**What needs to be done**:
Please transcribe every record below exactly as written.

**Records to process**:
=== Section Start ===

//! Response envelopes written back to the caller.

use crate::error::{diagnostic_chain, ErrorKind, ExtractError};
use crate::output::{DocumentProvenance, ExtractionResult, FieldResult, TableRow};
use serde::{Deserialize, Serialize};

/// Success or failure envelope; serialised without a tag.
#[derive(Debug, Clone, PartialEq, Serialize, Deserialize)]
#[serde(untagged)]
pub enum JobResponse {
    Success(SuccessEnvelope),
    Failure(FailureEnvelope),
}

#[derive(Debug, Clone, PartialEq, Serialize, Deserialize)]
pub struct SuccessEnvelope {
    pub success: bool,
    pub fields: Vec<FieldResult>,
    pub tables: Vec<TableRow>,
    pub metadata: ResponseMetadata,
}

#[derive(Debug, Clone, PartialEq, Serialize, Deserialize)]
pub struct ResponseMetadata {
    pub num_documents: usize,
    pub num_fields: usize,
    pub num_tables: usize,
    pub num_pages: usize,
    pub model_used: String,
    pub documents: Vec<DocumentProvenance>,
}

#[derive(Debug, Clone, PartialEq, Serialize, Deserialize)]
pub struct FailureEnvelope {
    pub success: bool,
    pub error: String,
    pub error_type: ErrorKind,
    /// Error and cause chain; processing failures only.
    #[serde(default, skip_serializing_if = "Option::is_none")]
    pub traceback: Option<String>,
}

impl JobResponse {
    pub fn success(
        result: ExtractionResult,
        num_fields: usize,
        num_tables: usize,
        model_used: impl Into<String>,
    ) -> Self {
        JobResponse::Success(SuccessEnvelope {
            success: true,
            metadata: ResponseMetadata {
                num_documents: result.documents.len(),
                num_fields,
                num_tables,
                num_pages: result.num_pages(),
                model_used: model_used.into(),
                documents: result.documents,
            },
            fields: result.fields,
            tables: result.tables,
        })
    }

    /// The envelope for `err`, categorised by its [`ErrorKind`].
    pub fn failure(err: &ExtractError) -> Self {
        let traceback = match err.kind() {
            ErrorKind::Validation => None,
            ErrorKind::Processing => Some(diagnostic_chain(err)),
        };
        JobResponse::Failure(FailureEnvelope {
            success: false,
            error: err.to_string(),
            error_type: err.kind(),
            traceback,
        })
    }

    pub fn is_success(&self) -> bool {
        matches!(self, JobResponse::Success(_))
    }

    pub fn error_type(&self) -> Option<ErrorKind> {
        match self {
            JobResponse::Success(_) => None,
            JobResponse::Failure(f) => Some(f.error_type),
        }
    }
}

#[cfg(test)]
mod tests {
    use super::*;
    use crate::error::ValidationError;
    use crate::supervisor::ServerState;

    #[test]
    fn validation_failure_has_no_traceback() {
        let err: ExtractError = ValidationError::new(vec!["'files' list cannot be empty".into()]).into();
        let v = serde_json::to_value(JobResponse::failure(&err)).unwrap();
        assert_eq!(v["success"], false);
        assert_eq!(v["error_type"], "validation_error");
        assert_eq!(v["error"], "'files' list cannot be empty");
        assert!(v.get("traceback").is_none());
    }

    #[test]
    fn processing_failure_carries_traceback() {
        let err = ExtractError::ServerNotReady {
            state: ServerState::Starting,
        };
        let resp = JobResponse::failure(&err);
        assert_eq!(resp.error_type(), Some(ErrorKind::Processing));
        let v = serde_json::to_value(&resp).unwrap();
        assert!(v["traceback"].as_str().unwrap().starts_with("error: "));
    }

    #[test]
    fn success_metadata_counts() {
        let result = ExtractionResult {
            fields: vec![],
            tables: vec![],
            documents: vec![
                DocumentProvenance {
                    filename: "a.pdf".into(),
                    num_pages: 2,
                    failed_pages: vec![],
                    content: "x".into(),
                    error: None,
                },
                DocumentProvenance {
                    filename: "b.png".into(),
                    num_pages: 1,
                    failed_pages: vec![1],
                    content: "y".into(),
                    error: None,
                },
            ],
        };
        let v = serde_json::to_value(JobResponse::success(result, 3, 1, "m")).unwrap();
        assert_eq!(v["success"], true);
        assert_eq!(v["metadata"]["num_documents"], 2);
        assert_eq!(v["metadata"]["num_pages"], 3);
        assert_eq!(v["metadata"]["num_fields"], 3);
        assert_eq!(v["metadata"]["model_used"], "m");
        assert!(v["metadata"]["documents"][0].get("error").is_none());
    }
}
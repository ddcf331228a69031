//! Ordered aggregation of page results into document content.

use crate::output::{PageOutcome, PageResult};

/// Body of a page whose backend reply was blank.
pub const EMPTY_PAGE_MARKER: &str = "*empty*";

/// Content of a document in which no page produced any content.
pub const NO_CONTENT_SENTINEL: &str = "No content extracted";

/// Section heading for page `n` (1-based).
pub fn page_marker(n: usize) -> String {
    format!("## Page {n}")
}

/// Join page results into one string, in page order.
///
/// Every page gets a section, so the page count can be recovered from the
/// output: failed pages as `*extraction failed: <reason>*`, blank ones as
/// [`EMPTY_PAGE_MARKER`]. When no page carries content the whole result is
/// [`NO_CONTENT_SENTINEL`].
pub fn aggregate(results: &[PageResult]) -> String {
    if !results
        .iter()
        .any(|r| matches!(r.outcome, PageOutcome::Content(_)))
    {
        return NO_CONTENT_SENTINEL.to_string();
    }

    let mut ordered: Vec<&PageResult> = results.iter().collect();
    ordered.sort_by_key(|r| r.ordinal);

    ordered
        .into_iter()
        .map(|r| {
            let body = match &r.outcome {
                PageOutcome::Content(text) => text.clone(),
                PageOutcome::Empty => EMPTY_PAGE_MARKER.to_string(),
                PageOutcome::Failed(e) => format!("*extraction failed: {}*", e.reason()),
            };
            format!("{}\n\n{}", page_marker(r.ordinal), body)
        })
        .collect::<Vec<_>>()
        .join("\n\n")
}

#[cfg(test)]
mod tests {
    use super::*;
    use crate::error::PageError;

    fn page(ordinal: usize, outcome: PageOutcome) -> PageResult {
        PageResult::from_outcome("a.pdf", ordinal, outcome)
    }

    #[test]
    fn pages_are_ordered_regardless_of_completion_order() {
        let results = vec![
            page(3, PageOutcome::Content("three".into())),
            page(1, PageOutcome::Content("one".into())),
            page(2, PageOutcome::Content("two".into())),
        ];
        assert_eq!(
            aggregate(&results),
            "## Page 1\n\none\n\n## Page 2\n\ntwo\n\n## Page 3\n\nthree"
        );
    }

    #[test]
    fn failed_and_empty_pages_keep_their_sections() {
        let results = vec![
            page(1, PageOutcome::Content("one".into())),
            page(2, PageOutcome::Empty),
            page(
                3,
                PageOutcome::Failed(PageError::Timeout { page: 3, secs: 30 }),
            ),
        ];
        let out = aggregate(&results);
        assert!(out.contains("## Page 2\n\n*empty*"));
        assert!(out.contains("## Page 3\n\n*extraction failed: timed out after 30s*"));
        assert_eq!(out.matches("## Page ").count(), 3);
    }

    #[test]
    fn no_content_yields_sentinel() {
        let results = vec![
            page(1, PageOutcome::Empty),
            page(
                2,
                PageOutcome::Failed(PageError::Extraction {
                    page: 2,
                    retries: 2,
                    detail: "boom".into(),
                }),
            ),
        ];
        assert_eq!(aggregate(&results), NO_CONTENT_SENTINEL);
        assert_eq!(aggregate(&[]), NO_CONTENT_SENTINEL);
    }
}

=== Section End ===

**Your solution**:
//! Response envelopes written back to the caller.

use crate::error::{diagnostic_chain, ErrorKind, ExtractError};
use crate::output::{DocumentProvenance, ExtractionResult, FieldResult, TableRow};
use serde::{Deserialize, Serialize};

/// Success or failure envelope; serialised without a tag.
#[derive(Debug, Clone, PartialEq, Serialize, Deserialize)]
#[serde(untagged)]
pub enum JobResponse {
    Success(SuccessEnvelope),
    Failure(FailureEnvelope),
}

#[derive(Debug, Clone, PartialEq, Serialize, Deserialize)]
pub struct SuccessEnvelope {
    pub success: bool,
    pub fields: Vec<FieldResult>,
    pub tables: Vec<TableRow>,
    pub metadata: ResponseMetadata,
}

#[derive(Debug, Clone, PartialEq, Serialize, Deserialize)]
pub struct ResponseMetadata {
    pub num_documents: usize,
    pub num_fields: usize,
    pub num_tables: usize,
    pub num_pages: usize,
    pub model_used: String,
    pub documents: Vec<DocumentProvenance>,
}

#[derive(Debug, Clone, PartialEq, Serialize, Deserialize)]
pub struct FailureEnvelope {
    pub success: bool,
    pub error: String,
    pub error_type: ErrorKind,
    /// Error and cause chain; processing failures only.
    #[serde(default, skip_serializing_if = "Option::is_none")]
    pub traceback: Option<String>,
}

impl JobResponse {
    pub fn success(
        result: ExtractionResult,
        num_fields: usize,
        num_tables: usize,
        model_used: impl Into<String>,
    ) -> Self {
        JobResponse::Success(SuccessEnvelope {
            success: true,
            metadata: ResponseMetadata {
                num_documents: result.documents.len(),
                num_fields,
                num_tables,
                num_pages: result.num_pages(),
                model_used: model_used.into(),
                documents: result.documents,
            },
            fields: result.fields,
            tables: result.tables,
        })
    }

    /// The envelope for `err`, categorised by its [`ErrorKind`].
    pub fn failure(err: &ExtractError) -> Self {
        let traceback = match err.kind() {
            ErrorKind::Validation => None,
            ErrorKind::Processing => Some(diagnostic_chain(err)),
        };
        JobResponse::Failure(FailureEnvelope {
            success: false,
            error: err.to_string(),
            error_type: err.kind(),
            traceback,
        })
    }

    pub fn is_success(&self) -> bool {
        matches!(self, JobResponse::Success(_))
    }

    pub fn error_type(&self) -> Option<ErrorKind> {
        match self {
            JobResponse::Success(_) => None,
            JobResponse::Failure(f) => Some(f.error_type),
        }
    }
}

#[cfg(test)]
mod tests {
    use super::*;
    use crate::error::ValidationError;
    use crate::supervisor::ServerState;

    #[test]
    fn validation_failure_has_no_traceback() {
        let err: ExtractError = ValidationError::new(vec!["'files' list cannot be empty".into()]).into();
        let v = serde_json::to_value(JobResponse::failure(&err)).unwrap();
        assert_eq!(v["success"], false);
        assert_eq!(v["error_type"], "validation_error");
        assert_eq!(v["error"], "'files' list cannot be empty");
        assert!(v.get("traceback").is_none());
    }

    #[test]
    fn processing_failure_carries_traceback() {
        let err = ExtractError::ServerNotReady {
            state: ServerState::Starting,
        };
        let resp = JobResponse::failure(&err);
        assert_eq!(resp.error_type(), Some(ErrorKind::Processing));
        let v = serde_json::to_value(&resp).unwrap();
        assert!(v["traceback"].as_str().unwrap().starts_with("error: "));
    }

    #[test]
    fn success_metadata_counts() {
        let result = ExtractionResult {
            fields: vec![],
            tables: vec![],
            documents: vec![
                DocumentProvenance {
                    filename: "a.pdf".into(),
                    num_pages: 2,
                    failed_pages: vec![],
                    content: "x".into(),
                    error: None,
                },
                DocumentProvenance {
                    filename: "b.png".into(),
                    num_pages: 1,
                    failed_pages: vec![1],
                    content: "y".into(),
                    error: None,
                },
            ],
        };
        let v = serde_json::to_value(JobResponse::success(result, 3, 1, "m")).unwrap();
        assert_eq!(v["success"], true);
        assert_eq!(v["metadata"]["num_documents"], 2);
        assert_eq!(v["metadata"]["num_pages"], 3);
        assert_eq!(v["metadata"]["num_fields"], 3);
        assert_eq!(v["metadata"]["model_used"], "m");
        assert!(v["metadata"]["documents"][0].get("error").is_none());
    }
}
repository ddcf331228a69031
//! Ordered aggregation of page results into document content.

use crate::output::{PageOutcome, PageResult};

/// Body of a page whose backend reply was blank.
pub const EMPTY_PAGE_MARKER: &str = "*empty*";

/// Content of a document in which no page produced any content.
pub const NO_CONTENT_SENTINEL: &str = "No content extracted";

/// Section heading for page `n` (1-based).
pub fn page_marker(n: usize) -> String {
    format!("## Page {n}")
}

/// Join page results into one string, in page order.
///
/// Every page gets a section, so the page count can be recovered from the
/// output: failed pages as `*extraction failed: <reason>*`, blank ones as
/// [`EMPTY_PAGE_MARKER`]. When no page carries content the whole result is
/// [`NO_CONTENT_SENTINEL`].
pub fn aggregate(results: &[PageResult]) -> String {
    if !results
        .iter()
        .any(|r| matches!(r.outcome, PageOutcome::Content(_)))
    {
        return NO_CONTENT_SENTINEL.to_string();
    }

    let mut ordered: Vec<&PageResult> = results.iter().collect();
    ordered.sort_by_key(|r| r.ordinal);

    ordered
        .into_iter()
        .map(|r| {
            let body = match &r.outcome {
                PageOutcome::Content(text) => text.clone(),
                PageOutcome::Empty => EMPTY_PAGE_MARKER.to_string(),
                PageOutcome::Failed(e) => format!("*extraction failed: {}*", e.reason()),
            };
            format!("{}\n\n{}", page_marker(r.ordinal), body)
        })
        .collect::<Vec<_>>()
        .join("\n\n")
}

#[cfg(test)]
mod tests {
    use super::*;
    use crate::error::PageError;

    fn page(ordinal: usize, outcome: PageOutcome) -> PageResult {
        PageResult::from_outcome("a.pdf", ordinal, outcome)
    }

    #[test]
    fn pages_are_ordered_regardless_of_completion_order() {
        let results = vec![
            page(3, PageOutcome::Content("three".into())),
            page(1, PageOutcome::Content("one".into())),
            page(2, PageOutcome::Content("two".into())),
        ];
        assert_eq!(
            aggregate(&results),
            "## Page 1\n\none\n\n## Page 2\n\ntwo\n\n## Page 3\n\nthree"
        );
    }

    #[test]
    fn failed_and_empty_pages_keep_their_sections() {
        let results = vec![
            page(1, PageOutcome::Content("one".into())),
            page(2, PageOutcome::Empty),
            page(
                3,
                PageOutcome::Failed(PageError::Timeout { page: 3, secs: 30 }),
            ),
        ];
        let out = aggregate(&results);
        assert!(out.contains("## Page 2\n\n*empty*"));
        assert!(out.contains("## Page 3\n\n*extraction failed: timed out after 30s*"));
        assert_eq!(out.matches("## Page ").count(), 3);
    }

    #[test]
    fn no_content_yields_sentinel() {
        let results = vec![
            page(1, PageOutcome::Empty),
            page(
                2,
                PageOutcome::Failed(PageError::Extraction {
                    page: 2,
                    retries: 2,
                    detail: "boom".into(),
                }),
            ),
        ];
        assert_eq!(aggregate(&results), NO_CONTENT_SENTINEL);
        assert_eq!(aggregate(&[]), NO_CONTENT_SENTINEL);
    }
}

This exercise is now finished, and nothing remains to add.